> **WHAT THE TASK REQUIRES**
Every line holding the string "that" is to be copied from the entries below.

--------------------------------

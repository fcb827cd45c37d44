//! Per-section ordering.
//!
//! Operations here are planners: they read a [`Board`], validate, and return a
//! [`MovePlan`] listing the per-task patches that realize the move. Nothing is
//! mutated; the optimistic mutator applies a plan atomically.
//!
//! Ordering uses whole-section renumbering: after an insertion the target
//! section is renumbered `1..=N`. The section a task leaves is not renumbered;
//! gaps there are harmless because only relative order matters.

use crate::libs::board::Board;
use crate::libs::classifier::{classify, placement};
use crate::libs::error::ValidationError;
use crate::libs::section::{SectionId, BIG_THREE_LIMIT};
use crate::libs::task::{TaskId, TaskPatch};

/// Validated set of per-task changes.
#[derive(Debug, Clone, Default, PartialEq)]
pub struct MovePlan {
    pub patches: Vec<(TaskId, TaskPatch)>,
}

impl MovePlan {
    pub fn is_empty(&self) -> bool {
        self.patches.is_empty()
    }

    pub fn task_ids(&self) -> Vec<TaskId> {
        self.patches.iter().map(|(id, _)| id.clone()).collect()
    }

    pub fn patch_for(&self, task_id: &str) -> Option<&TaskPatch> {
        self.patches.iter().find(|(id, _)| id == task_id).map(|(_, p)| p)
    }

    fn push(&mut self, task_id: &str, patch: TaskPatch) {
        if patch.is_empty() {
            return;
        }
        match self.patches.iter_mut().find(|(id, _)| id == task_id) {
            Some((_, existing)) => existing.merge(patch),
            None => self.patches.push((task_id.to_string(), patch)),
        }
    }
}

/// Moves `task_id` to `target_index` inside `section` and renumbers the
/// section. Indexes past the end mean "last". A task already at the target
/// index yields an empty plan.
pub fn reorder_within_section(board: &Board, section: &SectionId, task_id: &str, target_index: usize) -> Result<MovePlan, ValidationError> {
    require_task(board, task_id)?;
    let mut ids = board.section(section).to_vec();
    let current = ids.iter().position(|id| id == task_id).ok_or_else(|| ValidationError::NotInSection {
        task_id: task_id.to_string(),
        section: section.clone(),
    })?;

    let target = target_index.min(ids.len() - 1);
    if current == target {
        return Ok(MovePlan::default());
    }

    let moved = ids.remove(current);
    ids.insert(target, moved);

    let mut plan = MovePlan::default();
    renumber(board, &ids, &mut plan);
    Ok(plan)
}

/// Moves `task_id` from `from` into `to`, changing whichever attributes the
/// classifier precedence requires, and inserts it before `before` (or at the
/// end). The target's capacity is checked first; an existing member is never
/// evicted to make room.
pub fn move_across_sections(board: &Board, task_id: &str, from: &SectionId, to: &SectionId, before: Option<&str>) -> Result<MovePlan, ValidationError> {
    let task = require_task(board, task_id)?;
    if board.section_of(task_id) != Some(from) {
        return Err(ValidationError::NotInSection {
            task_id: task_id.to_string(),
            section: from.clone(),
        });
    }
    if let Some(before) = before {
        require_task(board, before)?;
        if board.section_of(before) != Some(to) || before == task_id {
            return Err(ValidationError::NotInSection {
                task_id: before.to_string(),
                section: to.clone(),
            });
        }
    }

    if from == to {
        let members = board.section(to);
        let index = match before {
            Some(before) => {
                let target = members.iter().position(|id| id == before).unwrap_or(members.len());
                let current = members.iter().position(|id| id == task_id).unwrap_or(0);
                if current < target {
                    target - 1
                } else {
                    target
                }
            }
            None => members.len(),
        };
        return reorder_within_section(board, to, task_id, index);
    }

    let attributes = placement(task, to);
    if classify(&attributes.applied(task)) != *to {
        return Err(ValidationError::UnreachableSection(to.clone()));
    }

    let mut plan = MovePlan::default();
    plan.push(task_id, attributes);
    check_capacity(board, &plan)?;

    let mut ids: Vec<TaskId> = board.section(to).to_vec();
    let index = before.and_then(|b| ids.iter().position(|id| id == b)).unwrap_or(ids.len());
    ids.insert(index, task_id.to_string());
    renumber(board, &ids, &mut plan);
    Ok(plan)
}

/// Applies an attribute change to one task. If the task's section changes it
/// is appended to the end of its new section.
pub fn reclassify(board: &Board, task_id: &str, attributes: TaskPatch) -> Result<MovePlan, ValidationError> {
    let task = require_task(board, task_id)?;
    let next = attributes.applied(task);
    let from = classify(task);
    let to = classify(&next);

    let mut plan = MovePlan::default();
    plan.push(task_id, attributes);
    if from != to {
        plan.push(task_id, TaskPatch::order(board.max_order(&to) + 1));
    }
    check_capacity(board, &plan)?;
    Ok(plan)
}

/// Trailing order value for a new task in `section`.
pub fn next_order(board: &Board, section: &SectionId) -> i64 {
    board.max_order(section) + 1
}

/// Rejects plans that would raise the active-important count above the limit.
///
/// Plans that do not increase the count pass even if the board is already
/// over the limit, so unrelated work is never blocked by remote data.
pub fn check_capacity(board: &Board, plan: &MovePlan) -> Result<(), ValidationError> {
    let before = board.active_important_count();
    let after = board.active_important_count_with(&plan.patches);
    if after > BIG_THREE_LIMIT && after > before {
        return Err(ValidationError::big_three_full());
    }
    Ok(())
}

fn require_task<'a>(board: &'a Board, task_id: &str) -> Result<&'a crate::libs::task::Task, ValidationError> {
    board.get(task_id).ok_or_else(|| ValidationError::UnknownTask(task_id.to_string()))
}

fn renumber(board: &Board, ids: &[TaskId], plan: &mut MovePlan) {
    for (index, id) in ids.iter().enumerate() {
        let order = index as i64 + 1;
        let current = plan.patch_for(id).and_then(|p| p.order).or_else(|| board.get(id).map(|t| t.order));
        if current != Some(order) {
            plan.push(id, TaskPatch::order(order));
        }
    }
}

#[cfg(test)]
mod tests {
    use super::*;
    use crate::libs::task::{Task, TaskStatus};
    use chrono::Utc;

    fn board(tasks: Vec<Task>) -> Board {
        Board::from_tasks(tasks).0
    }

    fn apply(board: &mut Board, plan: &MovePlan) {
        for (id, patch) in &plan.patches {
            board.apply_patch(id, patch, Utc::now());
        }
    }

    fn orders(board: &Board, section: &SectionId) -> Vec<(String, i64)> {
        board.section_tasks(section).into_iter().map(|t| (t.id, t.order)).collect()
    }

    #[test]
    fn reorder_to_front_renumbers_section() {
        let mut b = board(vec![Task::new("A", "a").with_order(1), Task::new("B", "b").with_order(2), Task::new("C", "c").with_order(3)]);
        let plan = reorder_within_section(&b, &SectionId::Routine, "C", 0).unwrap();
        apply(&mut b, &plan);
        assert_eq!(orders(&b, &SectionId::Routine), vec![("C".into(), 1), ("A".into(), 2), ("B".into(), 3)]);
    }

    #[test]
    fn reorder_in_place_is_a_no_op() {
        let b = board(vec![Task::new("A", "a").with_order(1), Task::new("B", "b").with_order(5)]);
        let plan = reorder_within_section(&b, &SectionId::Routine, "B", 1).unwrap();
        assert!(plan.is_empty());
    }

    #[test]
    fn reorder_rejects_foreign_task() {
        let b = board(vec![Task::new("A", "a").with_urgent(true)]);
        let err = reorder_within_section(&b, &SectionId::Routine, "A", 0).unwrap_err();
        assert!(matches!(err, ValidationError::NotInSection { .. }));
        assert_eq!(reorder_within_section(&b, &SectionId::Routine, "Z", 0).unwrap_err(), ValidationError::UnknownTask("Z".into()));
    }

    #[test]
    fn move_into_full_big_three_is_rejected() {
        let b = board(vec![
            Task::new("T1", "1").with_important(true).with_order(1),
            Task::new("T2", "2").with_important(true).with_order(2),
            Task::new("T3", "3").with_important(true).with_order(3),
            Task::new("T4", "4").with_order(1),
        ]);
        let err = move_across_sections(&b, "T4", &SectionId::Routine, &SectionId::BigThree, None).unwrap_err();
        assert_eq!(err, ValidationError::big_three_full());
    }

    #[test]
    fn move_to_empty_section_appends() {
        let mut b = board(vec![Task::new("E", "e").with_status(TaskStatus::Pending).with_order(4)]);
        let plan = move_across_sections(&b, "E", &SectionId::Waiting, &SectionId::Urgent, None).unwrap();
        apply(&mut b, &plan);
        assert_eq!(orders(&b, &SectionId::Urgent), vec![("E".into(), 1)]);
        assert!(b.section(&SectionId::Waiting).is_empty());
    }

    #[test]
    fn move_before_reference_inserts_and_renumbers_target() {
        let mut b = board(vec![
            Task::new("U1", "u1").with_urgent(true).with_order(1),
            Task::new("U2", "u2").with_urgent(true).with_order(2),
            Task::new("R", "r").with_order(1),
        ]);
        let plan = move_across_sections(&b, "R", &SectionId::Routine, &SectionId::Urgent, Some("U2")).unwrap();
        apply(&mut b, &plan);
        assert_eq!(orders(&b, &SectionId::Urgent), vec![("U1".into(), 1), ("R".into(), 2), ("U2".into(), 3)]);
    }

    #[test]
    fn round_trip_restores_original_order() {
        let mut b = board(vec![
            Task::new("x", "x").with_order(1),
            Task::new("t", "t").with_order(2),
            Task::new("y", "y").with_order(3),
            Task::new("u", "u").with_urgent(true).with_order(1),
        ]);
        let there = move_across_sections(&b, "t", &SectionId::Routine, &SectionId::Urgent, None).unwrap();
        apply(&mut b, &there);
        let back = move_across_sections(&b, "t", &SectionId::Urgent, &SectionId::Routine, Some("y")).unwrap();
        apply(&mut b, &back);
        assert_eq!(b.get("t").unwrap().order, 2);
        assert_eq!(orders(&b, &SectionId::Routine), vec![("x".into(), 1), ("t".into(), 2), ("y".into(), 3)]);
    }

    #[test]
    fn reclassify_appends_to_new_section() {
        let b = board(vec![Task::new("a", "a").with_order(1), Task::new("c", "c").with_completed(true).with_order(7)]);
        let plan = reclassify(&b, "a", TaskPatch { completed: Some(true), ..Default::default() }).unwrap();
        let patch = plan.patch_for("a").unwrap();
        assert_eq!(patch.completed, Some(true));
        assert_eq!(patch.order, Some(8));
    }

    #[test]
    fn reclassify_rejects_uncompleting_into_full_big_three() {
        let b = board(vec![
            Task::new("T1", "1").with_important(true),
            Task::new("T2", "2").with_important(true),
            Task::new("T3", "3").with_important(true),
            Task::new("D", "d").with_important(true).with_completed(true),
        ]);
        let err = reclassify(&b, "D", TaskPatch { completed: Some(false), ..Default::default() }).unwrap_err();
        assert_eq!(err, ValidationError::big_three_full());
    }
}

--------------------------------

> **REPLY**
//! [`MovePlan`] listing the per-task patches that realize the move. Nothing is
/// Rejects plans that would raise the active-important count above the limit.
/// Plans that do not increase the count pass even if the board is already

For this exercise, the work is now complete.